Academic journal article Education

A Program Based on Developmental Mathematics Approach to Develop Higher Order Mathematical Thinking Levels and Mathematics Appreciation for Primary Stage Students

Academic journal article Education

A Program Based on Developmental Mathematics Approach to Develop Higher Order Mathematical Thinking Levels and Mathematics Appreciation for Primary Stage Students

Article excerpt

Introduction

Developmental mathematics approach aims at understanding and simplifying the bases of mathematics and the algebraic concepts and relating them to the concepts of numeracy and geometry and to the student's prior knowledge and experiences; organizing the new knowledge and adding it to the student's cognitive structure to form his/her own concepts; and using this knowledge to comprehend and solve the mathematical problems. Hence, the student learns facts and skills related to the basics of algebra up to the higher levels of algebra and finally reaching competence in solving mathematical problems.

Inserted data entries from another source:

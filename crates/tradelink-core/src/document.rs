//! # Documents
//!
//! Payloads exchanged with the document-oriented endpoints. The platform
//! wraps records in an "Ecommerce Standards Document": a result status, a
//! `configs` side channel of string pairs, and the records themselves.
//!
//! The record schema is owned by callers. [`EsDocument`] is generic over the
//! record type and defaults to raw JSON values.

use std::collections::HashMap;

use serde::{Deserialize, Serialize};

use crate::location::{self, ErrorCategory, ErrorLocation};

/// `resultStatus` value meaning the platform accepted the document.
pub const RESULT_SUCCESS: i32 = 1;

/// `configs` key holding the platform's result code.
pub const CONFIG_RESULT_CODE: &str = "result_code";

// =============================================================================
// Document Trait
// =============================================================================

/// Anything the dispatcher can decode as a response document.
pub trait Document {
    /// True if the platform reported the document as successful.
    fn is_successful(&self) -> bool;

    /// Side channel of string key/value pairs, if present.
    fn configs(&self) -> Option<&HashMap<String, String>>;

    /// Free-text message from the platform, used when the catalog has no
    /// sentence for the result code.
    fn message(&self) -> Option<&str> {
        None
    }

    fn result_code(&self) -> Option<&str> {
        self.configs()
            .and_then(|configs| configs.get(CONFIG_RESULT_CODE))
            .map(String::as_str)
    }

    fn error_locations(&self, category: ErrorCategory) -> Vec<ErrorLocation> {
        self.configs()
            .map(|configs| location::decode(configs, category.key()))
            .unwrap_or_default()
    }
}

// =============================================================================
// Ecommerce Standards Document
// =============================================================================

#[derive(Debug, Clone, PartialEq, Serialize, Deserialize)]
#[serde(rename_all = "camelCase")]
pub struct EsDocument<R = serde_json::Value> {
    #[serde(default)]
    pub result_status: i32,

    #[serde(default, skip_serializing_if = "Option::is_none")]
    pub message: Option<String>,

    #[serde(default)]
    pub total_data_records: u64,

    #[serde(default, skip_serializing_if = "Option::is_none")]
    pub configs: Option<HashMap<String, String>>,

    #[serde(default = "Vec::new")]
    pub data_records: Vec<R>,
}

impl<R> EsDocument<R> {
    /// Creates an outgoing document wrapping `records`.
    pub fn new(records: Vec<R>) -> Self {
        EsDocument {
            result_status: 0,
            message: None,
            total_data_records: records.len() as u64,
            configs: None,
            data_records: records,
        }
    }

    /// Adds a `configs` entry, creating the map if needed.
    pub fn with_config(mut self, key: impl Into<String>, value: impl Into<String>) -> Self {
        self.configs
            .get_or_insert_with(HashMap::new)
            .insert(key.into(), value.into());
        self
    }
}

impl<R> Default for EsDocument<R> {
    fn default() -> Self {
        EsDocument::new(Vec::new())
    }
}

impl<R> Document for EsDocument<R> {
    fn is_successful(&self) -> bool {
        self.result_status == RESULT_SUCCESS
    }

    fn configs(&self) -> Option<&HashMap<String, String>> {
        self.configs.as_ref()
    }

    fn message(&self) -> Option<&str> {
        self.message.as_deref()
    }
}

#[cfg(test)]
mod tests {
    use super::*;
    use serde_json::json;

    #[test]
    fn test_decode_platform_document() {
        let doc: EsDocument = serde_json::from_value(json!({
            "resultStatus": 0,
            "message": "some orders could not be matched",
            "configs": {
                "result_code": "SERVER_ERROR_ORDER_PRODUCT_NOT_MATCHED",
                "orders_with_unmatched_lines": "0:2,1:0"
            },
            "dataRecords": [],
            "somethingNew": true
        }))
        .unwrap();

        assert!(!doc.is_successful());
        assert_eq!(doc.result_code(), Some("SERVER_ERROR_ORDER_PRODUCT_NOT_MATCHED"));
        assert_eq!(
            doc.error_locations(ErrorCategory::OrderUnmatchedLines),
            vec![ErrorLocation::new(0, 2), ErrorLocation::new(1, 0)]
        );
    }

    #[test]
    fn test_missing_configs() {
        let doc: EsDocument = serde_json::from_value(json!({ "resultStatus": 1 })).unwrap();
        assert!(doc.is_successful());
        assert_eq!(doc.result_code(), None);
        assert!(doc.error_locations(ErrorCategory::OrderUnpricedLines).is_empty());
    }

    #[test]
    fn test_typed_records() {
        #[derive(Debug, PartialEq, Serialize, Deserialize)]
        struct Line {
            #[serde(rename = "keyProductID")]
            key_product_id: String,
        }

        let doc = EsDocument::new(vec![Line {
            key_product_id: "P-1".to_string(),
        }])
        .with_config("dataFields", "keyProductID");

        let value = serde_json::to_value(&doc).unwrap();
        assert_eq!(value["totalDataRecords"], 1);
        assert_eq!(value["dataRecords"][0]["keyProductID"], "P-1");
        assert_eq!(value["configs"]["dataFields"], "keyProductID");
    }
}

Developmental mathematics approach deals with numbers and their development and hence the student learns all the facts and numerical skills and learns to focus in his/her study and that each mathematical problem has a solution. The teacher in this approach is the guide sharing the student in solving the problem, hence the student can draw a conclusion or reach a solution out of an acquired knowledge or generate new knowledge which is the core of cognitive integration so that the student's knowledge is integrated and coherent as one whole; this is better than a set of unrelated facts and skills.

This approach is popular around the world due to its wide usage in learning environments especially in private learning environment, home learning programs, home schooling communities, self-learning program for acceleration and treatment, and also as an aid for learning and comprehension in the primary and preparatory stages (Khedr, 2011)[18].

The results of some foreign researches such as Shonkwiler's research (2004)[23] indicate that the achievement of university students who were trained in developmental mathematics approach programs in mathematics was higher than that of the students who did not join these programs and studied mathematics in the traditional way. Some researches such as Muller's research (2002) [21] also specified the policies which have a positive effect on the student's success in a developmental mathematics approach program. Other researches such as Webster's (2005) [27] evaluated four methods or strategies used in developmental mathematics approach which are lecture only, computer only, lecture and problem solving, and computer and problem solving. The method which was the most effective in teaching developmental mathematics approach was computer and problem solving in terms of the student's progress in TASP template test. There are researches like Hosseinpour's (2006) [14] which emphasized the effectiveness of using effective teaching strategies in developmental mathematics programs. Other researches including Lang's research (2012) [19] emphasized the effectiveness of developmental mathematics approach programs in raising the students' achievement level in mathematics at the secondary stage which indicated the higher probability of predicting creativity of those students in the instruments of developmental mathematics approach programs. The study recommended that studying developmental mathematics is important for the students to face community work market. The study of Ahmed (2015)[3] also emphasized the effectiveness of developmental mathematics approach in developing the achievement and motivation of preparatory stage students in mathematics.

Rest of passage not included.